Personalized and Precision Medicine Journal

Abstract One of the biggest issues facing Muslim nations like Iran is food safety, namely the contamination of halal and non-halal meats. The adulteration will result in composite items that may not be visibly discernible to consumers, thereby leading to many social and health issues. The availability of a detection technology capable of distinguishing between halal and non-halal meats in processed meals is crucial, particularly for use in small-scale labs. This work aimed to create and improve species-specific primers to differentiate between halal and non-halal meats in processed meals, employing NADH Dehydrogenase and ATP Synthase genes via simplex and multiplex PCR experiments.
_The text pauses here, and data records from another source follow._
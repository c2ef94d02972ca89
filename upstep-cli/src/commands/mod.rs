//! Command handlers

pub mod config;
pub mod inspect;
pub mod migrate;

use anyhow::{Context, Result};
use colored::Colorize;
use std::process::ExitCode;
use tracing::debug;
use upstep_config::UpstepConfig;
use upstep_storage::{load_registry, DatabaseConnection, MigrationRunner, Registry, SchemaVersionStore};

/// How a command ended, mapped onto the process exit status
#[derive(Debug, Clone, Copy, PartialEq, Eq)]
pub enum Outcome {
    Success,
    NothingToDo,
    Failed,
}

impl Outcome {
    pub fn exit_code(self) -> ExitCode {
        match self {
            Outcome::Success | Outcome::NothingToDo => ExitCode::SUCCESS,
            Outcome::Failed => ExitCode::FAILURE,
        }
    }
}

/// Load the registry from the configured migrations directory
pub fn load_migrations(config: &UpstepConfig) -> Result<Registry> {
    let dir = config.migrations.directory_path();
    load_registry(&dir).with_context(|| format!("Failed to load migrations from {:?}", dir))
}

/// Registry, database and store wired into a runner
pub async fn open_runner(config: &UpstepConfig) -> Result<MigrationRunner> {
    let registry = load_migrations(config)?;
    debug!("Loaded {} migrations", registry.len());

    let db = DatabaseConnection::new(config.database.clone())
        .await
        .context("Failed to connect to database")?;
    let store = SchemaVersionStore::from_config(&config.migrations);

    MigrationRunner::new(registry, store, db).context("Invalid migration registry")
}

/// Every registered step, one per line
pub fn print_possible_migrations(registry: &Registry) {
    println!("Possible migrations:");
    if registry.is_empty() {
        println!("  (none)");
        return;
    }
    for line in registry.describe().lines() {
        println!("  {}", line);
    }
}

pub fn print_failure(message: impl std::fmt::Display, registry: &Registry) {
    println!("{} {}", "Migration failed:".red().bold(), message);
    print_possible_migrations(registry);
}

#[cfg(test)]
pub(crate) mod test_support {
    use std::path::Path;
    use tempfile::TempDir;
    use upstep_config::UpstepConfig;

    /// Config pointing at a fresh SQLite file and a migrations directory
    /// containing the given `(step, file, sql)` scripts
    pub fn workspace(scripts: &[(&str, &str, &str)]) -> (TempDir, UpstepConfig) {
        let dir = TempDir::new().unwrap();
        let migrations = dir.path().join("migrations");
        std::fs::create_dir_all(&migrations).unwrap();
        for (step, file, sql) in scripts {
            write(&migrations.join(step), file, sql);
        }

        let mut config = UpstepConfig::default();
        config.database.url = format!("sqlite://{}?mode=rwc", dir.path().join("app.db").display());
        config.migrations.directory = migrations.display().to_string();
        (dir, config)
    }

    fn write(step_dir: &Path, file: &str, sql: &str) {
        std::fs::create_dir_all(step_dir).unwrap();
        std::fs::write(step_dir.join(file), sql).unwrap();
    }
}
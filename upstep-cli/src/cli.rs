//! CLI argument parsing definitions

use clap::{Parser, Subcommand};
use std::path::PathBuf;

#[derive(Parser, Debug)]
#[command(author, version, about = "Move a database schema between versions", long_about = None)]
pub struct Cli {
    /// Path to configuration file
    #[arg(long, value_name = "PATH", global = true)]
    pub config: Option<PathBuf>,

    /// Set the log level (trace, debug, info, warn, error)
    #[arg(long, value_name = "LEVEL", global = true)]
    pub log_level: Option<String>,

    /// Database URL, overriding the configuration
    #[arg(long, value_name = "URL", global = true)]
    pub database_url: Option<String>,

    /// Migrations directory, overriding the configuration
    #[arg(long, value_name = "DIR", global = true)]
    pub migrations: Option<PathBuf>,

    #[command(subcommand)]
    pub command: Commands,
}

#[derive(Subcommand, Debug)]
pub enum Commands {
    /// Migrate the database to a version, asking when no target is given
    Migrate {
        /// Target version (MAJOR.MINOR.PATCH) or "highest"
        #[arg(value_name = "TARGET")]
        target: Option<String>,
    },

    /// Show the steps a migration would apply without applying them
    Plan {
        /// Target version (MAJOR.MINOR.PATCH) or "highest"
        #[arg(value_name = "TARGET", default_value = "highest")]
        target: String,
    },

    /// Show the current and highest known versions
    Status,

    /// Show the steps applied so far
    History,

    /// List registered migrations
    List,

    /// Configuration management commands
    Config {
        #[command(subcommand)]
        config_cmd: ConfigCommands,
    },
}

#[derive(Subcommand, Debug)]
pub enum ConfigCommands {
    /// Validate a configuration file
    Validate {
        /// Path to the configuration file
        #[arg(long, value_name = "PATH")]
        file: PathBuf,
    },

    /// Generate a sample configuration file
    Generate {
        /// Output file path
        #[arg(long, value_name = "PATH")]
        output: PathBuf,

        /// Overwrite existing file
        #[arg(long)]
        force: bool,
    },
}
The findings indicated that DNA from processed beef, poultry, and pig could be effectively amplified with the NADH Dehydrogenase and ATP Synthase primers used in this work. The amplicon bands generated were clearly visible and aligned with the targeted size in both simplex and multiplex PCR testing, in comparison to primers from previous studies. This study's drawback was the detection of non-specific bands in bovine NADH Dehydrogenase and pig ATP Synthase primers; nonetheless, the presence of these non-specific bands was acceptable as the primary targeted band remained clearly apparent. The existence of these primers is anticipated to enhance the efficacy of halal food authentication, particularly in small-scale labs located in rural regions of Iran.